== Segment start ==

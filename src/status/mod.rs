//! Status and condition tracking
//!
//! Every status change the engine makes goes through [`StatusTracker::record`],
//! which merges an [`Outcome`] into the provider's current status and writes it
//! only when something actually changed.

use std::sync::Arc;

use tracing::debug;

use crate::crd::{
    Condition, ConditionStatus, ProviderPhase, ProviderStatus, CONDITION_INSTALLED,
    CONDITION_READY,
};
use crate::provider::ProviderResource;
use crate::store::ProviderStore;
use crate::{Error, Result};

/// A status transition to record
#[derive(Debug, Clone, PartialEq)]
pub struct Outcome {
    /// Phase to enter
    pub phase: ProviderPhase,
    /// Conditions to merge, by type
    pub conditions: Vec<Condition>,
    /// New installed version, `None` leaves it unchanged
    pub installed_version: Option<String>,
    /// New observed generation, only set on success
    pub observed_generation: Option<i64>,
}

impl Outcome {
    /// Work in progress: phase changes and Ready goes False with the given reason
    pub fn progress(phase: ProviderPhase, reason: &str, message: impl Into<String>) -> Self {
        Self {
            phase,
            conditions: vec![Condition::new(
                CONDITION_READY,
                ConditionStatus::False,
                reason,
                message,
            )],
            installed_version: None,
            observed_generation: None,
        }
    }

    /// Fully converged at `version` for spec `generation`
    pub fn ready(version: impl Into<String>, generation: i64) -> Self {
        let version = version.into();
        Self {
            phase: ProviderPhase::Ready,
            conditions: vec![
                Condition::new(
                    CONDITION_INSTALLED,
                    ConditionStatus::True,
                    "Installed",
                    format!("version {} installed", version),
                ),
                Condition::new(
                    CONDITION_READY,
                    ConditionStatus::True,
                    "Ready",
                    "provider components are converged",
                ),
            ],
            installed_version: Some(version),
            observed_generation: Some(generation),
        }
    }

    /// Reconciliation failed; installed version and observed generation stay put
    pub fn failed(error: &Error) -> Self {
        Self {
            phase: ProviderPhase::Failed,
            conditions: vec![Condition::new(
                CONDITION_READY,
                ConditionStatus::False,
                error.reason(),
                error.to_string(),
            )],
            installed_version: None,
            observed_generation: None,
        }
    }

    /// Teardown still waiting on owned components
    pub fn deletion_blocked(error: &Error) -> Self {
        Self {
            phase: ProviderPhase::Deleting,
            ..Self::failed(error)
        }
    }

    /// Every owned component is gone
    pub fn deleted() -> Self {
        Self {
            phase: ProviderPhase::Deleted,
            conditions: vec![
                Condition::new(
                    CONDITION_INSTALLED,
                    ConditionStatus::False,
                    "Deleted",
                    "provider components removed",
                ),
                Condition::new(
                    CONDITION_READY,
                    ConditionStatus::False,
                    "Deleted",
                    "provider components removed",
                ),
            ],
            installed_version: None,
            observed_generation: None,
        }
    }

    /// Merge this outcome into `current`
    pub fn apply_to(self, current: Option<&ProviderStatus>) -> ProviderStatus {
        let mut status = current.cloned().unwrap_or_default();
        status.phase = self.phase;
        for condition in self.conditions {
            status.set_condition(condition);
        }
        if let Some(version) = self.installed_version {
            status.installed_version = Some(version);
        }
        if let Some(generation) = self.observed_generation {
            status.observed_generation = Some(generation);
        }
        status
    }
}

/// Writes outcomes to a provider's status
pub struct StatusTracker<P: ProviderResource> {
    store: Arc<dyn ProviderStore<P>>,
}

impl<P: ProviderResource> Clone for StatusTracker<P> {
    fn clone(&self) -> Self {
        Self {
            store: self.store.clone(),
        }
    }
}

impl<P: ProviderResource> StatusTracker<P> {
    /// Create a tracker writing through `store`
    pub fn new(store: Arc<dyn ProviderStore<P>>) -> Self {
        Self { store }
    }

    /// Record `outcome` on `provider`, updating the local copy as well.
    ///
    /// Returns whether a write was issued.
    pub async fn record(&self, provider: &mut P, outcome: Outcome) -> Result<bool> {
        let next = outcome.apply_to(provider.provider_status());
        if provider.provider_status() == Some(&next) {
            return Ok(false);
        }

        debug!(
            provider = %provider.key(),
            kind = %P::KIND,
            phase = %next.phase,
            "Recording provider status"
        );
        self.store.patch_status(&provider.key(), &next).await?;
        *provider.provider_status_mut() = Some(next);
        Ok(true)
    }
}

== Segment end ==

EXERCISE GOAL. State only how many lines in the material include "ProviderPhase".

SOLVED EXERCISE. 7